《はじまりの話》白銀 夜 / 久遠 凪 2:条件
[背景: 喫茶店]
凪: (燐の好奇心が反応するとは、思っていた)
凪: (でも……簡単に信じられるわけじゃない)
凪: 僕は……アイドルらしいことなんかできません。
凪: VTuberの活動にも、向いてないと思います。
凪: 視聴者に媚を売るようなことは、できないし、やりたくありません。
{{プロデューサー名}}: 媚を売る必要はありませんよ。
{{プロデューサー名}}: 視聴者は、そんなことしなくてもちゃんと楽しみます。
{{プロデューサー名}}: あなたが思っているアイドル像やVTuber像は、多分、その……

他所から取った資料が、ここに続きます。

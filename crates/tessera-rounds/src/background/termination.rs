//! Termination background app: once enough agents sign off, the service
//! moves to a final round for good.

use std::sync::Arc;

use serde_json::Value;
use tessera_core::Payload;

use crate::abci_app::TransitionTable;
use crate::background::BackgroundApp;
use crate::error::RoundError;
use crate::registry::RoundRegistry;
use crate::round::{CollectionRound, CollectionRule, Event, Round, RoundId, RoundOutcome, RoundSpec};
use crate::synchronized::{keys, SynchronizedData};

pub const BACKGROUND_ROUND: RoundId = RoundId("background_round");
pub const TERMINATION_ROUND: RoundId = RoundId("termination_round");

pub const TERMINATION_PAYLOAD: &str = "termination";

pub const TERMINATE: Event = Event("terminate");
pub const NO_MAJORITY: Event = Event("no_majority");
pub const NONE: Event = Event("none");

/// Collects termination transactions alongside the main app
pub struct BackgroundRound {
    inner: CollectionRound,
}

impl BackgroundRound {
    pub fn new() -> Self {
        BackgroundRound {
            inner: CollectionRound::new(
                RoundSpec::new(
                    BACKGROUND_ROUND,
                    TERMINATION_PAYLOAD,
                    CollectionRule::SameUntilThreshold {
                        done: TERMINATE,
                        no_majority: NO_MAJORITY,
                        none: NONE,
                    },
                )
                .selection_key(keys::MOST_VOTED_TX_HASH)
                .skip_round_count_check(),
            ),
        }
    }
}

impl Default for BackgroundRound {
    fn default() -> Self {
        Self::new()
    }
}

impl Round for BackgroundRound {
    fn id(&self) -> RoundId {
        BACKGROUND_ROUND
    }

    fn payload_kind(&self) -> Option<&'static str> {
        Some(TERMINATION_PAYLOAD)
    }

    fn check_payload(&self, data: &SynchronizedData, payload: &Payload) -> Result<(), RoundError> {
        self.inner.check_payload(data, payload)
    }

    fn process_payload(&mut self, data: &SynchronizedData, payload: Payload) -> Result<(), RoundError> {
        self.inner.process_payload(data, payload)
    }

    fn end_block(&mut self, data: &SynchronizedData) -> Result<Option<RoundOutcome>, RoundError> {
        match self.inner.end_block(data)? {
            Some((next, TERMINATE)) => {
                let next = next.update([(keys::TERMINATION_MAJORITY_REACHED, Value::Bool(true))]);
                Ok(Some((next, TERMINATE)))
            }
            other => Ok(other),
        }
    }
}

/// Final round of a terminated service: takes no payloads, never ends
#[derive(Debug, Default)]
pub struct TerminationRound;

impl Round for TerminationRound {
    fn id(&self) -> RoundId {
        TERMINATION_ROUND
    }

    fn payload_kind(&self) -> Option<&'static str> {
        None
    }

    fn check_payload(&self, _data: &SynchronizedData, _payload: &Payload) -> Result<(), RoundError> {
        Ok(())
    }

    fn process_payload(&mut self, _data: &SynchronizedData, _payload: Payload) -> Result<(), RoundError> {
        Ok(())
    }

    fn end_block(&mut self, _data: &SynchronizedData) -> Result<Option<RoundOutcome>, RoundError> {
        Ok(None)
    }
}

pub fn register(registry: &mut RoundRegistry) -> Result<(), RoundError> {
    registry.register(
        BACKGROUND_ROUND,
        Arc::new(|| Box::new(BackgroundRound::new()) as Box<dyn Round>),
    )?;
    registry.register(
        TERMINATION_ROUND,
        Arc::new(|| Box::new(TerminationRound) as Box<dyn Round>),
    )
}

pub fn app() -> BackgroundApp {
    let mut table = TransitionTable::new();
    table
        .entry(BACKGROUND_ROUND)
        .or_default()
        .insert(TERMINATE, TERMINATION_ROUND);
    table.entry(TERMINATION_ROUND).or_default();

    BackgroundApp::new(BACKGROUND_ROUND, table)
        .start_event(TERMINATE)
        .final_round(TERMINATION_ROUND)
}
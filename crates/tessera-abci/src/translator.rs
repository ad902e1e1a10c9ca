//! Bidirectional mapping between wire messages and [`AbciRequest`]/[`AbciResponse`].
//!
//! Every field of every declared kind is carried across, nested composites
//! included. An envelope without a recognised value, or carrying an enum
//! value outside its declared range, is reported as [`NoMatch`] so the
//! caller can log it and move on.

use tessera_core::types::abci::*;
use tessera_core::Timestamp;

use crate::wire;
use crate::wire::{request, response};

/// The wire envelope carried no value this translator knows about
#[derive(Debug, Clone, Copy, PartialEq, Eq)]
pub struct NoMatch;

/// Translate an engine request into its internal form
pub fn decode_request(message: wire::Request) -> Result<AbciRequest, NoMatch> {
    let value = message.value.ok_or(NoMatch)?;
    let request = match value {
        request::Value::Echo(r) => AbciRequest::Echo(RequestEcho { message: r.message }),
        request::Value::Flush(_) => AbciRequest::Flush,
        request::Value::Info(r) => AbciRequest::Info(RequestInfo {
            version: r.version,
            block_version: r.block_version,
            p2p_version: r.p2p_version,
        }),
        request::Value::SetOption(r) => AbciRequest::SetOption(RequestSetOption {
            key: r.key,
            value: r.value,
        }),
        request::Value::InitChain(r) => AbciRequest::InitChain(RequestInitChain {
            time: r.time.map(Into::into),
            chain_id: r.chain_id,
            consensus_params: r.consensus_params.map(Into::into),
            validators: r.validators.into_iter().map(Into::into).collect(),
            app_state_bytes: r.app_state_bytes,
            initial_height: r.initial_height,
        }),
        request::Value::Query(r) => AbciRequest::Query(RequestQuery {
            data: r.data,
            path: r.path,
            height: r.height,
            prove: r.prove,
        }),
        request::Value::BeginBlock(r) => AbciRequest::BeginBlock(RequestBeginBlock {
            hash: r.hash,
            header: r.header.map(Into::into),
            last_commit_info: r.last_commit_info.map(Into::into),
            byzantine_validators: r.byzantine_validators.into_iter().map(Into::into).collect(),
        }),
        request::Value::CheckTx(r) => AbciRequest::CheckTx(RequestCheckTx {
            tx: r.tx,
            kind: match wire::CheckTxType::try_from(r.r#type).map_err(|_| NoMatch)? {
                wire::CheckTxType::New => CheckTxKind::New,
                wire::CheckTxType::Recheck => CheckTxKind::Recheck,
            },
        }),
        request::Value::DeliverTx(r) => AbciRequest::DeliverTx(RequestDeliverTx { tx: r.tx }),
        request::Value::EndBlock(r) => AbciRequest::EndBlock(RequestEndBlock { height: r.height }),
        request::Value::Commit(_) => AbciRequest::Commit,
        request::Value::ListSnapshots(_) => AbciRequest::ListSnapshots,
        request::Value::OfferSnapshot(r) => AbciRequest::OfferSnapshot(RequestOfferSnapshot {
            snapshot: r.snapshot.map(Into::into),
            app_hash: r.app_hash,
        }),
        request::Value::LoadSnapshotChunk(r) => {
            AbciRequest::LoadSnapshotChunk(RequestLoadSnapshotChunk {
                height: r.height,
                format: r.format,
                chunk: r.chunk,
            })
        }
        request::Value::ApplySnapshotChunk(r) => {
            AbciRequest::ApplySnapshotChunk(RequestApplySnapshotChunk {
                index: r.index,
                chunk: r.chunk,
                sender: r.sender,
            })
        }
    };
    Ok(request)
}
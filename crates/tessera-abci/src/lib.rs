//! Tessera ABCI - Socket transport for the consensus engine
//!
//! This crate provides the varint framing, the protobuf wire schema and its
//! translation to internal messages, the multi-socket TCP channel, and the
//! handler trait the application implements.

pub mod channel;
pub mod codec;
pub mod error;
pub mod handler;
pub mod server;
pub mod translator;
pub mod wire;

pub use channel::{ChannelState, Envelope, PeerKey, TcpChannel};
pub use codec::{
    decode_varint, encode_varint, read_frame, write_frame, FrameCodec, MAX_READ_IN_BYTES,
};
pub use error::{AbciError, CodecError};
pub use handler::{dispatch, AbciHandler, HandlerError, HandlerResult};
pub use server::serve;
pub use translator::{decode_request, decode_response, encode_request, encode_response, NoMatch};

{{プロデューサー名}}: ちょっと、間違っていると思います。
凪: ……!
凪: (間違っているって……)
凪: (でも、確かに、僕にはなんの知識もない)
凪: (言い返せない)
{{プロデューサー名}}: 構いませんよ。
{{プロデューサー名}}: 媚びない、孤高の存在。
{{プロデューサー名}}: 人はそういう存在に憧れを抱きます。
{{プロデューサー名}}: きっと、盛り上がると思います。
{{プロデューサー名}}: もし、あなたが、そういう存在になれるなら。
凪: (……挑発、されてる)
凪: (ここで引いたら、僕が負けたみたいになる)
凪: (それは……気に入らない)
燐: 凪。
凪: なんだ?
燐: 俺は、やりたいと思ってるよ。
凪: ……。
凪: はあ。
凪: アイドルらしいことはできないし、しない。
凪: その条件なら、やっても良いです。